═══ Data excerpts ═══

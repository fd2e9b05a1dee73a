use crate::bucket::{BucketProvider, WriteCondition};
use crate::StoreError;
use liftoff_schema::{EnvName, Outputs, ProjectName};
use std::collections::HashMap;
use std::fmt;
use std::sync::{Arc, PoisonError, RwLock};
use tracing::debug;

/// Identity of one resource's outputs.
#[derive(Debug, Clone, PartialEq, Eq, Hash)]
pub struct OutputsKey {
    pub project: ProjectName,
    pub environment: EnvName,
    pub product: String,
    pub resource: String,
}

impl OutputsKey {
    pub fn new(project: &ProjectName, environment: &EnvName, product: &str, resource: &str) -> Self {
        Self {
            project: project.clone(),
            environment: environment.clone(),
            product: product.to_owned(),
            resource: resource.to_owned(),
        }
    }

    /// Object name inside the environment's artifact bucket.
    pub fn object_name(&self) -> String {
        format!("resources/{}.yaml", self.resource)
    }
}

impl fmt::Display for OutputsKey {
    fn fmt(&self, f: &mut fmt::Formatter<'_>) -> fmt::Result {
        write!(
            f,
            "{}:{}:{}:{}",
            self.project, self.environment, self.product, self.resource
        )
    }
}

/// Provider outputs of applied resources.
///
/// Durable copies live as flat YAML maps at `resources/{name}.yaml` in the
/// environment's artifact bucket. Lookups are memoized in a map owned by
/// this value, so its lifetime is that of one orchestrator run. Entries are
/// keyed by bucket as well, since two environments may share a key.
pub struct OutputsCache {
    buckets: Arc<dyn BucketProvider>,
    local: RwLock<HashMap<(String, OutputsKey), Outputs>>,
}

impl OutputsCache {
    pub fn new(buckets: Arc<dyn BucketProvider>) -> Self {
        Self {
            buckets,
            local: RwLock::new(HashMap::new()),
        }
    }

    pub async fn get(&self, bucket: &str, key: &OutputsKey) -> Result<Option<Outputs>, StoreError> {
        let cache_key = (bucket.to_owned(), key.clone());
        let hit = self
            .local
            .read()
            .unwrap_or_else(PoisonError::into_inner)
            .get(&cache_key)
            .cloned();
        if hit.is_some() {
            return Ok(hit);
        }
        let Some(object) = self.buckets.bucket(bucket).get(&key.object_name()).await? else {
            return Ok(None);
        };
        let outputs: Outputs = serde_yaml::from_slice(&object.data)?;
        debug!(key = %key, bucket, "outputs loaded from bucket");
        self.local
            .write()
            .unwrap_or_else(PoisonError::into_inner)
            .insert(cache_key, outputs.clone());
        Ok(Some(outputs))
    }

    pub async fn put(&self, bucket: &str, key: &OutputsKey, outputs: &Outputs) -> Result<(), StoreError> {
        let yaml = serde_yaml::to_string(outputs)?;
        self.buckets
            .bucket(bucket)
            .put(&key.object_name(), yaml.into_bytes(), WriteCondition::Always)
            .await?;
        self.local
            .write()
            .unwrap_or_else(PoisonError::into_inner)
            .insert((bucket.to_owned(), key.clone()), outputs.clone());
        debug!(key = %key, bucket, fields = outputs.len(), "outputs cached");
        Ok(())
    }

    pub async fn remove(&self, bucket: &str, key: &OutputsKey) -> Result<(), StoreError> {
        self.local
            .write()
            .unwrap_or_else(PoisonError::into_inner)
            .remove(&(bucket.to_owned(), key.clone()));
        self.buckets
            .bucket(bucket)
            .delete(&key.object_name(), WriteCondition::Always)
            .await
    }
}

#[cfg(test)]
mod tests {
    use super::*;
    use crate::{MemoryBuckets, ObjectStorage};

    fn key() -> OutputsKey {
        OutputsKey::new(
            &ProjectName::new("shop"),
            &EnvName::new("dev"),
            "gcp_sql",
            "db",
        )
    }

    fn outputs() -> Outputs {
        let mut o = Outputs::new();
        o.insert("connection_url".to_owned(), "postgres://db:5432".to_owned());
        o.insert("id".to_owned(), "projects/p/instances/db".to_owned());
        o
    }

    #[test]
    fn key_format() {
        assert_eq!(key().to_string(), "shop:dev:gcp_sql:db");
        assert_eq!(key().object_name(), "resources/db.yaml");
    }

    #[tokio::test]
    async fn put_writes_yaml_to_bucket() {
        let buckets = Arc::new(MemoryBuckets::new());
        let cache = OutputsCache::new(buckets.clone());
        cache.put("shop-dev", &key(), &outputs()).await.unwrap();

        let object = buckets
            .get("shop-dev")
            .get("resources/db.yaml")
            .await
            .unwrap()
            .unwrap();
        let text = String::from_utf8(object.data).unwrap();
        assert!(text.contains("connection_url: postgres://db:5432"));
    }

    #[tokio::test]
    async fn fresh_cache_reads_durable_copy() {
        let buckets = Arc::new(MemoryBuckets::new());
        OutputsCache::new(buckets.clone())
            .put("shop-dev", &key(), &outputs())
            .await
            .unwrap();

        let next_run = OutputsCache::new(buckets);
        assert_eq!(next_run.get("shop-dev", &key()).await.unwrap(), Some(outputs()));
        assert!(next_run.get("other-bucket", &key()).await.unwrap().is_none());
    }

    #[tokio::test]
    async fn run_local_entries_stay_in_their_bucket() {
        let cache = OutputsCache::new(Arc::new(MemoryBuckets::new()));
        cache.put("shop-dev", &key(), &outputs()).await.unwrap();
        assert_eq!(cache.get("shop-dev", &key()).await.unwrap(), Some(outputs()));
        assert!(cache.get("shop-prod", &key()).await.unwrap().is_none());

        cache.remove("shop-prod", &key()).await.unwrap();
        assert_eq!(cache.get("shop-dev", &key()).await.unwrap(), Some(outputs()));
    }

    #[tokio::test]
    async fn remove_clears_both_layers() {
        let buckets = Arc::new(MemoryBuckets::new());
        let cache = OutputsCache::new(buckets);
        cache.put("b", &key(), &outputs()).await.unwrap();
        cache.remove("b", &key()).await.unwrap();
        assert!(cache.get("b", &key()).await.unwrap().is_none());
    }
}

═══

*Work to be completed*.
Gather and copy every line of the data in which the string "RwLock" is found.

*Solution to the exercise*.
use std::sync::{Arc, PoisonError, RwLock};
    local: RwLock<HashMap<(String, OutputsKey), Outputs>>,
            local: RwLock::new(HashMap::new()),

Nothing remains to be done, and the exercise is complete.